Description of the task:
Whenever a line contains "abort", include it in the count; reply with the number of such lines in the data and nothing else.

Exercise input:
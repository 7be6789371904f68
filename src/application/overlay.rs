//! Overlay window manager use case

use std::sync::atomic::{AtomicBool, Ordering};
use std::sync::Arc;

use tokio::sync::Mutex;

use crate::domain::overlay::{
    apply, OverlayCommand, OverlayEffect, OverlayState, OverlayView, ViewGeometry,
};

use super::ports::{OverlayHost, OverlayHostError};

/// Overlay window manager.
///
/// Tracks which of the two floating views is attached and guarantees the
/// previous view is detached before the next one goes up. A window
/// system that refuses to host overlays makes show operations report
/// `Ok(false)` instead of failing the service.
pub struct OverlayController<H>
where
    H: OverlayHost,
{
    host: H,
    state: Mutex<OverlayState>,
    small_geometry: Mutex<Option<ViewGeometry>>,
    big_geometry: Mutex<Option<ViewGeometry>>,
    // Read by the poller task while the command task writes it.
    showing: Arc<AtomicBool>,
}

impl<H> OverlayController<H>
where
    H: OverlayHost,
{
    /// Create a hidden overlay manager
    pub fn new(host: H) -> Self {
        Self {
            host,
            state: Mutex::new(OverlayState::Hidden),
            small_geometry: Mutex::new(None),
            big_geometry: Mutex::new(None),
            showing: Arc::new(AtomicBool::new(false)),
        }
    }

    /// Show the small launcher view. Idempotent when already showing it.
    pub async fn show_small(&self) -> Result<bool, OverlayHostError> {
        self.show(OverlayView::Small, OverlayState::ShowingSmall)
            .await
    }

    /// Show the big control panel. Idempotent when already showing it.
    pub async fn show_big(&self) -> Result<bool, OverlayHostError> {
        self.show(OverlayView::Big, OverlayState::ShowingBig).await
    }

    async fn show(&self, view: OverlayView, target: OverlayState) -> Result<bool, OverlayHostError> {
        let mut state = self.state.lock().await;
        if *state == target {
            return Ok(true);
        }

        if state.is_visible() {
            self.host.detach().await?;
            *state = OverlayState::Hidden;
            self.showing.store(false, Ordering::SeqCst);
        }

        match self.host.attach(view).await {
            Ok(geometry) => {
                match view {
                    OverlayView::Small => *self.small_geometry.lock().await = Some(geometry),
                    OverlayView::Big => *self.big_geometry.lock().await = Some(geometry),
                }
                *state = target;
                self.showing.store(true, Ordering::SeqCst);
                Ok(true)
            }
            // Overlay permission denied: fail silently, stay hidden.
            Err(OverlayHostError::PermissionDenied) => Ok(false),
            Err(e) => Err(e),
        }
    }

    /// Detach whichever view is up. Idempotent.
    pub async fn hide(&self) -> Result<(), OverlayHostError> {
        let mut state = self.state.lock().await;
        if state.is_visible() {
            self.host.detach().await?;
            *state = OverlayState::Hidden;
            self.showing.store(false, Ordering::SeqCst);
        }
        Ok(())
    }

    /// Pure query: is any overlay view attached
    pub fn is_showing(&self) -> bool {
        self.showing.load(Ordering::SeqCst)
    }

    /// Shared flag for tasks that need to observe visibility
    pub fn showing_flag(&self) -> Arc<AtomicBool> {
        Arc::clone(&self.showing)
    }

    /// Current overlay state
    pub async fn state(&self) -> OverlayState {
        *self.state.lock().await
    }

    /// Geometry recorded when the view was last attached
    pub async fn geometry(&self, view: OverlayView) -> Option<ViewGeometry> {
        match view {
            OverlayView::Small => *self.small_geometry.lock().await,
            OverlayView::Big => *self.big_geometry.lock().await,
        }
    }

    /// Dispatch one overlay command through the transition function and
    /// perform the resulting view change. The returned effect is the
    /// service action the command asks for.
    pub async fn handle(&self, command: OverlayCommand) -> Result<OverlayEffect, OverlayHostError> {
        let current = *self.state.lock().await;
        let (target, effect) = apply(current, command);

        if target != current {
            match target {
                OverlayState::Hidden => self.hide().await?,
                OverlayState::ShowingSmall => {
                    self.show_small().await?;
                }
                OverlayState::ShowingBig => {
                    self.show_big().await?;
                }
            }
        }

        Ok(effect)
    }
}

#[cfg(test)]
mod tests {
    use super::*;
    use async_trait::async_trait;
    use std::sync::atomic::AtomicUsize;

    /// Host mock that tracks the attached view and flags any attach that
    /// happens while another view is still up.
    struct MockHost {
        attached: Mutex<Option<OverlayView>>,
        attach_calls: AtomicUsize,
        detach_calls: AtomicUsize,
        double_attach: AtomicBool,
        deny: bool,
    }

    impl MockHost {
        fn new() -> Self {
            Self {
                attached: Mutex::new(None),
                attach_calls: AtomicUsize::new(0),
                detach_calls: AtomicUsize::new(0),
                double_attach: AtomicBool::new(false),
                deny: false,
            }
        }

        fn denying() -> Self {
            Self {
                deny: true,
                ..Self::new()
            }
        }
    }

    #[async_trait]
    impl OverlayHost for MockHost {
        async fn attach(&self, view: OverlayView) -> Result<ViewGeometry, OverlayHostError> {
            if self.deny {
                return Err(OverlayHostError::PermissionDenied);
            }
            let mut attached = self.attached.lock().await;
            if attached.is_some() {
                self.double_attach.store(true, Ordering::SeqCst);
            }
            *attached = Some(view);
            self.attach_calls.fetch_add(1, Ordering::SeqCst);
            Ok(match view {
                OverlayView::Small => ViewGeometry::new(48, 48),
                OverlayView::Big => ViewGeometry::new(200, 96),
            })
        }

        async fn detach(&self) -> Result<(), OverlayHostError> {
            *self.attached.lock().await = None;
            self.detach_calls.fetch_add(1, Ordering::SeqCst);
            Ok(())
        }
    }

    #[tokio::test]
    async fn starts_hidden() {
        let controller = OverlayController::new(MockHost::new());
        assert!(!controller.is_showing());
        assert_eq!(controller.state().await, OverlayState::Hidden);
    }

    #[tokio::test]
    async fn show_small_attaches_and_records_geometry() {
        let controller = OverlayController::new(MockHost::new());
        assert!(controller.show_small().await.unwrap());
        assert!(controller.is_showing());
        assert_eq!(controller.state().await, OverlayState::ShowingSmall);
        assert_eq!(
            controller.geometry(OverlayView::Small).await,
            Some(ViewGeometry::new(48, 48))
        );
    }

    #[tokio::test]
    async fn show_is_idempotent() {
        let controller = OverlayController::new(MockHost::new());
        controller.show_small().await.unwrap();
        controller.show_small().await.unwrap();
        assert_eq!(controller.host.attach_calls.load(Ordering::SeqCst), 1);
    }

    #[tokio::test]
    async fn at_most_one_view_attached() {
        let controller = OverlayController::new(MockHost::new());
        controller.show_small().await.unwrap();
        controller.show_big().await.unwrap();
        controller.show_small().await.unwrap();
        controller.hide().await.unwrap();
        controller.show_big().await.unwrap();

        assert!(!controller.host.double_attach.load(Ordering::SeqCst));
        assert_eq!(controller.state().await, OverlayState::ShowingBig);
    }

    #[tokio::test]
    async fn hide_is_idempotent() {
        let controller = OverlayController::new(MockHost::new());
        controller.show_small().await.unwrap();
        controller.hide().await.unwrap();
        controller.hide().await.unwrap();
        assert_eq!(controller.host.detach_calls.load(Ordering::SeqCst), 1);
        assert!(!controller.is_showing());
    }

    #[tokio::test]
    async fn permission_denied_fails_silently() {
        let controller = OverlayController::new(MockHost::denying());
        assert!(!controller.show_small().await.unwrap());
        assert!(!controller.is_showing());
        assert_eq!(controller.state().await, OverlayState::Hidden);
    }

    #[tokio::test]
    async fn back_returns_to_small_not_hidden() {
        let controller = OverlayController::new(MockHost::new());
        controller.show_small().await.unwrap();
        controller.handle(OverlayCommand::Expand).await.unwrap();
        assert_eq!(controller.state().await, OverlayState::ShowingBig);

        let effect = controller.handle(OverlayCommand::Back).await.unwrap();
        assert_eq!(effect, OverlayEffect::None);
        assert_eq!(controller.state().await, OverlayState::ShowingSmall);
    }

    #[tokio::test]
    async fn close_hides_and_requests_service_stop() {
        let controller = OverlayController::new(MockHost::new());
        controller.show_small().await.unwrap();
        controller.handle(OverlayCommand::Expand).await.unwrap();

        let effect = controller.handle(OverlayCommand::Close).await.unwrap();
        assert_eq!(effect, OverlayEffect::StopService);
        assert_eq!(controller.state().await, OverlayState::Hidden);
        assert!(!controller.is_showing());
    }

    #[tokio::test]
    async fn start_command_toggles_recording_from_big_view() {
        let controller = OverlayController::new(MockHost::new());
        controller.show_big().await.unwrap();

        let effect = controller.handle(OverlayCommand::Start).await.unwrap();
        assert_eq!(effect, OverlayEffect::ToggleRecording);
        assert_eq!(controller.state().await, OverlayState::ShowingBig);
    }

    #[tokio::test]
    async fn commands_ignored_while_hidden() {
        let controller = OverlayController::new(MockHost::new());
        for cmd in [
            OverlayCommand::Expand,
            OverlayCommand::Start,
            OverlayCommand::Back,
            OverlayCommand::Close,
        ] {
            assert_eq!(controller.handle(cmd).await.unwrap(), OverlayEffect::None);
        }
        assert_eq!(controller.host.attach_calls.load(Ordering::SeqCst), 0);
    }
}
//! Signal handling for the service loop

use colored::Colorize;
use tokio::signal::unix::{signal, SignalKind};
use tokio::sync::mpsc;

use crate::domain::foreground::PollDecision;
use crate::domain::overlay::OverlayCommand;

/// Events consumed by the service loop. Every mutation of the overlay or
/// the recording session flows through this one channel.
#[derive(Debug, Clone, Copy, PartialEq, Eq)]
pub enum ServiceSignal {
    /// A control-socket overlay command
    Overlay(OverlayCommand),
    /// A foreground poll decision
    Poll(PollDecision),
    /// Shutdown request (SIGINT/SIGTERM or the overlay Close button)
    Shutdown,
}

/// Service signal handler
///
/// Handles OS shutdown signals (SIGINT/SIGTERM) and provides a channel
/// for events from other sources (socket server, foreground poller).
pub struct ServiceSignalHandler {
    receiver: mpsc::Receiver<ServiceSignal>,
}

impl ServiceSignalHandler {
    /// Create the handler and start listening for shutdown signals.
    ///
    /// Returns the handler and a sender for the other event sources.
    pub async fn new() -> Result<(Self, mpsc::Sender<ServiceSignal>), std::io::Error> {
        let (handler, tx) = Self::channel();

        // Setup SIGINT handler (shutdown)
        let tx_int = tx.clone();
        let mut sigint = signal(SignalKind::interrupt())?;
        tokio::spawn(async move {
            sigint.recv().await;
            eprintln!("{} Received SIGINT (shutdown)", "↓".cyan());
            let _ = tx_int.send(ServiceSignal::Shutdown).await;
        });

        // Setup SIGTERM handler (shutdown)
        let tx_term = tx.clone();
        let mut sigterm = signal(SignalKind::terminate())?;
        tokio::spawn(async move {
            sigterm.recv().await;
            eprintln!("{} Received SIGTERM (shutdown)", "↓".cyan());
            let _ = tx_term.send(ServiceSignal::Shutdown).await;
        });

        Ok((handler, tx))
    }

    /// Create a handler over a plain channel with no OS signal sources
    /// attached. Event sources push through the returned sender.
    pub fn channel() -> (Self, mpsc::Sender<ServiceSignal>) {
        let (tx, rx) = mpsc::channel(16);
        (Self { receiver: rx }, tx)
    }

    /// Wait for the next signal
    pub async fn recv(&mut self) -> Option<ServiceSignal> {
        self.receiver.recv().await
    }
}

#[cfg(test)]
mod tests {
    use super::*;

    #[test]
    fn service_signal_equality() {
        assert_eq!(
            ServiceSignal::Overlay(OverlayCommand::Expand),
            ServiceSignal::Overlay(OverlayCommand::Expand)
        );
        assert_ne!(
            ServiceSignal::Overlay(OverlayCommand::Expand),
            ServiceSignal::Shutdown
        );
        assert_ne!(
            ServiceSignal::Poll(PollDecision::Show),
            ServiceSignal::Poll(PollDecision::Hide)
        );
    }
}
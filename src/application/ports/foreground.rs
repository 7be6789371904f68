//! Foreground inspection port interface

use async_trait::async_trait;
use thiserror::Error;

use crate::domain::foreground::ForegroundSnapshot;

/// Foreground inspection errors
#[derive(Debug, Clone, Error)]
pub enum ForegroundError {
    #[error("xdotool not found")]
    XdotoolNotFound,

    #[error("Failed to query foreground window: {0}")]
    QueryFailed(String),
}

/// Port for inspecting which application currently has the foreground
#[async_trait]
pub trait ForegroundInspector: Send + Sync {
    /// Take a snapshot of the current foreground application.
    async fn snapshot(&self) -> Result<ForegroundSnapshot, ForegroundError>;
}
--
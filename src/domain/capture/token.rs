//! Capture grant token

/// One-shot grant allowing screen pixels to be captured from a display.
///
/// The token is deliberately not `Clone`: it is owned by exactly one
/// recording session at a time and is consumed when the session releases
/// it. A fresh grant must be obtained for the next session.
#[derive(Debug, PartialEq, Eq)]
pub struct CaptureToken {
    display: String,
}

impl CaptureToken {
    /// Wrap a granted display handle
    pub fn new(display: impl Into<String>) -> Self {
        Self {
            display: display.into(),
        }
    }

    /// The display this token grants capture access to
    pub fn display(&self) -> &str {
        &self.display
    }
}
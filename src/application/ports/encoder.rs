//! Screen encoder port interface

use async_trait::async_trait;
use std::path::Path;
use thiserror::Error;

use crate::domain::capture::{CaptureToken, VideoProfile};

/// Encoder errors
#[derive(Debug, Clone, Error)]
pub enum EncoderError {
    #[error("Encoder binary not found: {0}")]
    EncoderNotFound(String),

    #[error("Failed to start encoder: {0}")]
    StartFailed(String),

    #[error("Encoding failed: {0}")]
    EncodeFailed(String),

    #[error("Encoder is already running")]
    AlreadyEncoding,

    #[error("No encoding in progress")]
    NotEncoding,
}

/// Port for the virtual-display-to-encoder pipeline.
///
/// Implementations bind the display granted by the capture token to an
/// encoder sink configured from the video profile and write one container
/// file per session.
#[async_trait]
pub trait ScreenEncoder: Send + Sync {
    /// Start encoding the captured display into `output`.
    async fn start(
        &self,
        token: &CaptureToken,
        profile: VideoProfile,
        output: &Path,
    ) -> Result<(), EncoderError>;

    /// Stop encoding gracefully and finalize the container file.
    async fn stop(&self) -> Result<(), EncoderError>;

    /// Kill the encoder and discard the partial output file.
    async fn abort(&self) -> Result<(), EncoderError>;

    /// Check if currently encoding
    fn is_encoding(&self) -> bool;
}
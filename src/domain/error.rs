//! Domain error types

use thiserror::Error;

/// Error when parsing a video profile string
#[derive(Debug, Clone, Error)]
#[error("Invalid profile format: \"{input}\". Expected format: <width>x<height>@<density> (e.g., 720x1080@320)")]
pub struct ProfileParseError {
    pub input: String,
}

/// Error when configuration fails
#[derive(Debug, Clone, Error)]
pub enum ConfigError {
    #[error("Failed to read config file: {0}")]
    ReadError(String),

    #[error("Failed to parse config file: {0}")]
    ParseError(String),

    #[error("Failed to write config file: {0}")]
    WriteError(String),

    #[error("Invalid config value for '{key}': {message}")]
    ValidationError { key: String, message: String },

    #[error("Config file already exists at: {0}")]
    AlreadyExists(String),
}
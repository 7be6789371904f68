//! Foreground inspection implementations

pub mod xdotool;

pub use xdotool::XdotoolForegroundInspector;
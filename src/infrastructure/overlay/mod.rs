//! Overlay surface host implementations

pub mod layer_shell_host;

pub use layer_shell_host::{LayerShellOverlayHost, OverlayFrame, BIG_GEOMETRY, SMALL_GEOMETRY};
...
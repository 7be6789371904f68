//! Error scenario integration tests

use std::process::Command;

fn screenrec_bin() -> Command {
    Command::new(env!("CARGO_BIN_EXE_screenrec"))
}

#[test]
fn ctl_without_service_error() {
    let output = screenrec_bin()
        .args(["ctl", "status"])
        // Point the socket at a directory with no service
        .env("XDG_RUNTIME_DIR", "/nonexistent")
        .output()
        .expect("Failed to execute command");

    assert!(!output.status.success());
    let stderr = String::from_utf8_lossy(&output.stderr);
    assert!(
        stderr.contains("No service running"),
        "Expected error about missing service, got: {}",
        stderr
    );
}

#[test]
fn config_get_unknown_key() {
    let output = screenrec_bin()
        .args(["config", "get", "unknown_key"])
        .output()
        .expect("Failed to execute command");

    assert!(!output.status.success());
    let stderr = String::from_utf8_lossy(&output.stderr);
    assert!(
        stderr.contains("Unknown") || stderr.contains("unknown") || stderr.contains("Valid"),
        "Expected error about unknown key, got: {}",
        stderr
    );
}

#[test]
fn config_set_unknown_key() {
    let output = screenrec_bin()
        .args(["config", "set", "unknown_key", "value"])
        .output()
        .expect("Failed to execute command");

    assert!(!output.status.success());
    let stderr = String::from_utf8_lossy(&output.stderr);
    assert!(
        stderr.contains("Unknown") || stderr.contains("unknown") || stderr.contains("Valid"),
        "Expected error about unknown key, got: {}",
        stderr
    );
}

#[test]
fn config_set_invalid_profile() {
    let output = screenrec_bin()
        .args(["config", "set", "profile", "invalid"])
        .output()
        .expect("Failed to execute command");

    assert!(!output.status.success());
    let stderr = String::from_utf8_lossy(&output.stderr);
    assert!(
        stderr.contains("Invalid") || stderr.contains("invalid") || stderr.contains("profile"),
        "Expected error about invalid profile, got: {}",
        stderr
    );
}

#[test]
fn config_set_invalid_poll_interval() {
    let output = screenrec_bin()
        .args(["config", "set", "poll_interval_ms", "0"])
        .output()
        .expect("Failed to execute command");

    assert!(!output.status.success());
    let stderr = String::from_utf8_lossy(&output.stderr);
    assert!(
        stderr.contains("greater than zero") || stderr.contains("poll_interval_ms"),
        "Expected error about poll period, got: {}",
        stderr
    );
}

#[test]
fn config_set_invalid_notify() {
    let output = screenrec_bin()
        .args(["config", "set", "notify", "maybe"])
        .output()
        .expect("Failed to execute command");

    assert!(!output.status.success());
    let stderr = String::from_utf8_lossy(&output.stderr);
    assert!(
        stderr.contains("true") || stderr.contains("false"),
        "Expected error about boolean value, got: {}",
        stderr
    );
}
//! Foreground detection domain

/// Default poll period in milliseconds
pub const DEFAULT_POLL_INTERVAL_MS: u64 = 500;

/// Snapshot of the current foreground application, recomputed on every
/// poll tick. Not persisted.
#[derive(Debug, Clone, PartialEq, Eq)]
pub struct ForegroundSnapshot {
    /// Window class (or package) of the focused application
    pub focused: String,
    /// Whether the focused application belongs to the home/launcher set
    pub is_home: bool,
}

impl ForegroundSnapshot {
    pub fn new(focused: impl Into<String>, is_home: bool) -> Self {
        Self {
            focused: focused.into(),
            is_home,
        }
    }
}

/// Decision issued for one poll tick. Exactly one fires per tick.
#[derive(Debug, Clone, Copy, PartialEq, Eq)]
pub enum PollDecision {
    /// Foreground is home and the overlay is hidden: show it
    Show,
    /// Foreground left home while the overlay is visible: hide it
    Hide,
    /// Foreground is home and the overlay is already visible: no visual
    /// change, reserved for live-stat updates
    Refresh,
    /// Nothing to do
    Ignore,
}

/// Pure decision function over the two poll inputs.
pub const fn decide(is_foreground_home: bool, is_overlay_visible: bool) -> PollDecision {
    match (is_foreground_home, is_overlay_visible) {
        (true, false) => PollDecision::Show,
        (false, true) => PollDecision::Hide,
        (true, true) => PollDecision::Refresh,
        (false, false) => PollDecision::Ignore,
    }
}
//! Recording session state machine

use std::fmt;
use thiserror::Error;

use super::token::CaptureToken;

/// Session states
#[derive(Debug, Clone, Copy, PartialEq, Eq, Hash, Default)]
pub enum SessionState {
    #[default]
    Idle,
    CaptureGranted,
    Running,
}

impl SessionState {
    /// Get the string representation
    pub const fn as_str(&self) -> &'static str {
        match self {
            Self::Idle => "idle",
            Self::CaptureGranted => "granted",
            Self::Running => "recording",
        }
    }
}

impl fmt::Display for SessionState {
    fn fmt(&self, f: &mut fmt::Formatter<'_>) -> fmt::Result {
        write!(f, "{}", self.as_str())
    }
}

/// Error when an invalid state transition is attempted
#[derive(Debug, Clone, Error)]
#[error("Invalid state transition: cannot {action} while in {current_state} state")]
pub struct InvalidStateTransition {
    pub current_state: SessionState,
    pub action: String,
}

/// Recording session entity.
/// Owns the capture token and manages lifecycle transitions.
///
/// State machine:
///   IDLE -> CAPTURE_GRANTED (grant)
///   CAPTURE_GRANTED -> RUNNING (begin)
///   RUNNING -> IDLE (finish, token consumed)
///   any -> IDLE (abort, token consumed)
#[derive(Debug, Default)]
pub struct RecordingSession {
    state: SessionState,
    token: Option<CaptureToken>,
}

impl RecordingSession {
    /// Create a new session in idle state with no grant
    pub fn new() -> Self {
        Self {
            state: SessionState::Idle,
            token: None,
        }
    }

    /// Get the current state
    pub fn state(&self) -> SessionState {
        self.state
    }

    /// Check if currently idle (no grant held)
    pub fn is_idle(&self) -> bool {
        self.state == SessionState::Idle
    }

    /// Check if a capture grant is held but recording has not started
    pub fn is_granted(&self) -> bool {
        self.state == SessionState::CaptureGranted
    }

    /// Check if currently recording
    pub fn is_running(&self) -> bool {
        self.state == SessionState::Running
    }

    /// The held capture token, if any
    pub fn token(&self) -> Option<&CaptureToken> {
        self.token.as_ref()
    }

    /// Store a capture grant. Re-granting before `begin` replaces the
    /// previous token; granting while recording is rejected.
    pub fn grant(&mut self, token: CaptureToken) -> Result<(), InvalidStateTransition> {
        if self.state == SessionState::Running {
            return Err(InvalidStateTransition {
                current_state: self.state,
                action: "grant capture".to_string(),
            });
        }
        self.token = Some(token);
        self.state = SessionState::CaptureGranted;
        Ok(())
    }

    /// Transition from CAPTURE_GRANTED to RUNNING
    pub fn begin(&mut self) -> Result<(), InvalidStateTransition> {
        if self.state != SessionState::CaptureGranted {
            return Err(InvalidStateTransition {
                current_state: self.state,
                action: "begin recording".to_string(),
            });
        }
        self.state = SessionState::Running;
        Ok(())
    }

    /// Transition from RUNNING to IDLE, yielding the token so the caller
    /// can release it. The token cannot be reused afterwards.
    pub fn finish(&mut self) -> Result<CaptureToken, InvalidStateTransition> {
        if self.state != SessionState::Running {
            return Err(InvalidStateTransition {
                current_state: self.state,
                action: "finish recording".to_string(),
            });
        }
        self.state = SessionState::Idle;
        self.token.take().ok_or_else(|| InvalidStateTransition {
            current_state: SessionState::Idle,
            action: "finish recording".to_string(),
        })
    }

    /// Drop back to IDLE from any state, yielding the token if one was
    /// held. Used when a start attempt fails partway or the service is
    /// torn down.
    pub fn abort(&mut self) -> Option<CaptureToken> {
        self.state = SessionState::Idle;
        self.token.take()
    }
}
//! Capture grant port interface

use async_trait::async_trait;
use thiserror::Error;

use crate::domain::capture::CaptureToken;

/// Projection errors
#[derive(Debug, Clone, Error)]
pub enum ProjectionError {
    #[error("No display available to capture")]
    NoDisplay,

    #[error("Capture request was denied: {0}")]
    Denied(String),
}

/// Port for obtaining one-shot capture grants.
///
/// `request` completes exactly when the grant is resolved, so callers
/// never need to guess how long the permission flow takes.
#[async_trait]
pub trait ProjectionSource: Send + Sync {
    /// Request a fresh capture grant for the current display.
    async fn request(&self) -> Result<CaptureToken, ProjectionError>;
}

Exercise response:
3